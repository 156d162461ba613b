//! Per-key mutual exclusion.
//!
//! Order placement reads a product, checks its stock and writes it back.
//! Two placements for the same product must not interleave inside that
//! sequence, so each one holds the product's lock for its duration.
//! Placements for different products use different locks and never wait
//! on each other.
//!
//! ```ignore
//! let locks = InMemoryLockManager::new();
//! let _guard = locks.acquire("products:42")?;
//! // read, check, write ...
//! // released when `_guard` drops
//! ```

mod error;
mod guard;
mod in_memory;
mod lock;
mod lock_manager;

pub use error::LockError;
pub use guard::LockGuard;
pub use in_memory::{InMemoryLock, InMemoryLockManager};
pub use lock::Lock;
pub use lock_manager::LockManager;
use chrono::{DateTime, Utc};
use rust_decimal::Decimal;
use serde::{Deserialize, Serialize};
use uuid::Uuid;

use super::CatalogError;
use crate::model::Model;

/// A product document.
///
/// `stock` is unsigned, so a negative stock level is unrepresentable; order
/// placement additionally refuses any decrement larger than the stock.
#[derive(Debug, Clone, PartialEq, Serialize, Deserialize)]
pub struct Product {
    pub id: String,
    pub name: String,
    pub description: String,
    pub price: Decimal,
    pub stock: u32,
    pub created_at: DateTime<Utc>,
}

impl Model for Product {
    const COLLECTION: &'static str = "products";

    fn id(&self) -> &str {
        &self.id
    }
}

/// Payload for creating a product.
#[derive(Debug, Clone, Deserialize)]
pub struct NewProduct {
    pub name: String,
    #[serde(default)]
    pub description: String,
    pub price: Decimal,
    pub stock: u32,
}

impl NewProduct {
    pub fn validate(&self) -> Result<(), CatalogError> {
        if self.name.trim().is_empty() {
            return Err(CatalogError::InvalidRequest("name must not be empty".into()));
        }
        if self.price < Decimal::ZERO {
            return Err(CatalogError::InvalidRequest(
                "price must not be negative".into(),
            ));
        }
        Ok(())
    }
}

impl From<NewProduct> for Product {
    fn from(new: NewProduct) -> Self {
        Product {
            id: Uuid::new_v4().to_string(),
            name: new.name.trim().to_string(),
            description: new.description,
            price: new.price,
            stock: new.stock,
            created_at: Utc::now(),
        }
    }
}
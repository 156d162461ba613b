use thiserror::Error;

use crate::lock::LockError;
use crate::model::ModelError;

#[derive(Debug, Clone, Error, PartialEq)]
pub enum AuthError {
    #[error("invalid request: {0}")]
    InvalidRequest(String),
    #[error("username already taken: {0}")]
    UsernameTaken(String),
    #[error("Invalid credentials")]
    InvalidCredentials,
    #[error("unauthorized: {0}")]
    Unauthorized(String),
    #[error("storage unavailable: {0}")]
    StorageUnavailable(String),
    #[error("password hashing failed: {0}")]
    Hashing(String),
}

impl From<ModelError> for AuthError {
    fn from(err: ModelError) -> Self {
        AuthError::StorageUnavailable(err.to_string())
    }
}

impl From<LockError> for AuthError {
    fn from(err: LockError) -> Self {
        AuthError::StorageUnavailable(err.to_string())
    }
}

* **Problem to solve**
Copy each line of the preceding material that contains "Clone".

* **Exercise output**
#[derive(Debug, Clone, PartialEq, Serialize, Deserialize)]
#[derive(Debug, Clone, Deserialize)]
#[derive(Debug, Clone, Error, PartialEq)]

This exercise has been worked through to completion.